The occupations represented in FedEx's H-1B hiring—computer systems analysts, software developers, and IT occupations—occupy different skill tiers than the logistics and distribution roles affected by WARN notices. The average H-1B salary of $71,784 places these positions in professional and technical categories, while displaced transportation and logistics workers typically earn lower wages without extensive retraining. This suggests FedEx is simultaneously reducing lower-skilled operational headcount while maintaining or expanding higher-skilled technical capacity.

This pattern raises legitimate policy questions about whether H-1B visa sponsorship should be restricted when companies simultaneously reduce domestic workforce through WARN notices. While the occupations differ, the appearance of contracting operational capacity while maintaining or expanding technical hiring attracts scrutiny regarding commitment to domestic employment. Workforce development advocates argue that resources invested in training domestic workers for technical roles might reduce reliance on visa sponsorship.

Across Tennessee, computer-related occupations dominate H-1B petitions—3,353 computer systems analysts, 1,934 computer programmers, 1,886 software developers in applications. These occupations represent a persistent, structural gap between available domestic talent and employer demand, suggesting that some H-1B hiring reflects genuine skill shortages rather than labor cost reduction. However, the salary ranges for these positions ($63,536 to $79,583 average) suggest some positions are moderately compensated, creating legitimate debate about whether visa sponsorship is necessary or primarily driven by cost considerations.

Forward Outlook for Lebanon's Labor Market

Lebanon confronts a labor market inflection point. The acceleration of WARN notices in 2025-2026 combined with three additional notices projected for 2026 suggests continued workforce reduction activity. Transportation and logistics employers, concentrated in Lebanon's economy, face ongoing pressure from automation, post-pandemic demand normalization, and operational consolidation.

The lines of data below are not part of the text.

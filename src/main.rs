use clap::Parser;
use std::path::PathBuf;
use std::process::ExitCode;

use corroscan::{AnalysisError, AnalyzerConfig, CorrosionAnalyzer};

#[derive(Parser)]
#[command(name = "corroscan")]
#[command(about = "Measure surface corrosion on a photographed fastener")]
struct Cli {
    /// Path to input image file
    #[arg(value_name = "IMAGE", required_unless_present = "print_default_config")]
    image_path: Option<PathBuf>,

    /// JSON file overriding the default thresholds
    #[arg(short, long, value_name = "FILE")]
    config: Option<PathBuf>,

    /// Save debug outputs to directory (must be empty)
    #[arg(long, value_name = "DIR")]
    debug_out: Option<PathBuf>,

    /// Print the result as JSON
    #[arg(long)]
    json: bool,

    /// Print the built-in configuration as JSON and exit
    #[arg(long)]
    print_default_config: bool,

    /// Enable verbose output
    #[arg(short, long)]
    verbose: bool,
}

fn main() -> anyhow::Result<ExitCode> {
    let args = Cli::parse();

    let default_level = if args.verbose { "debug" } else { "warn" };
    env_logger::Builder::from_env(env_logger::Env::default().default_filter_or(default_level))
        .init();

    if args.print_default_config {
        println!("{}", AnalyzerConfig::default().to_json_pretty()?);
        return Ok(ExitCode::SUCCESS);
    }

    let config = match &args.config {
        Some(path) => AnalyzerConfig::load(path)?,
        None => AnalyzerConfig::default(),
    };

    let mut analyzer = CorrosionAnalyzer::new(config)?;
    if let Some(debug_dir) = args.debug_out {
        analyzer = analyzer.with_debug(debug_dir);
    }

    let image_path = args
        .image_path
        .ok_or_else(|| anyhow::anyhow!("no input image given"))?;

    let result = match analyzer.analyze_path(&image_path) {
        Ok(result) => result,
        Err(e) if e.is_client_error() => {
            eprintln!("{}: {}", image_path.display(), e);
            return Ok(ExitCode::from(2));
        }
        Err(AnalysisError::Io(e)) => {
            return Err(anyhow::anyhow!("Failed to read {}: {}", image_path.display(), e));
        }
        Err(e) => return Err(e.into()),
    };

    if args.json {
        println!("{}", serde_json::to_string_pretty(&result)?);
    } else {
        println!("=== Corrosion Analysis: {} ===", image_path.display());
        println!("Object pixels:  {}", result.object_pixels);
        println!("Total affected: {:6.2}%", result.total_affected);
        println!("  Red:          {:6.2}%", result.red);
        println!("  Black:        {:6.2}%", result.black);
        println!("  White:        {:6.2}%", result.white);
    }

    Ok(ExitCode::SUCCESS)
}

Economic development efforts should focus on diversifying beyond transportation and logistics into sectors with stronger growth trajectories. Healthcare, professional services, advanced manufacturing, and technology sectors offer opportunities for employment growth and higher average wages. Community colleges and workforce development programs should prepare workers for transitions into these sectors through training in healthcare support roles, technical skills, and advanced manufacturing techniques.

The state's strong labor market conditions create a window for transition and retraining. With Tennessee unemployment at 3.5 percent and job openings available, displaced workers face better-than-average prospects for reemployment compared to periods of broader economic weakness. However, without proactive workforce development initiatives, individual workers may accept lower-wage positions in nearby sectors rather than investing in retraining for higher-potential roles.

Lebanon's layoff concentration in two companies—FedEx and Smoky Mountain Logistics—should inform municipal economic development strategy. Reducing dependence on logistics operations through attraction of alternative sectors builds resilience against future cyclical pressures or operational changes within these large employers. The example of FedEx's simultaneous domestic workforce reduction and H-1B technical hiring suggests that large employers may lack commitment to maintaining stable domestic employment levels regardless of company-wide hiring activity.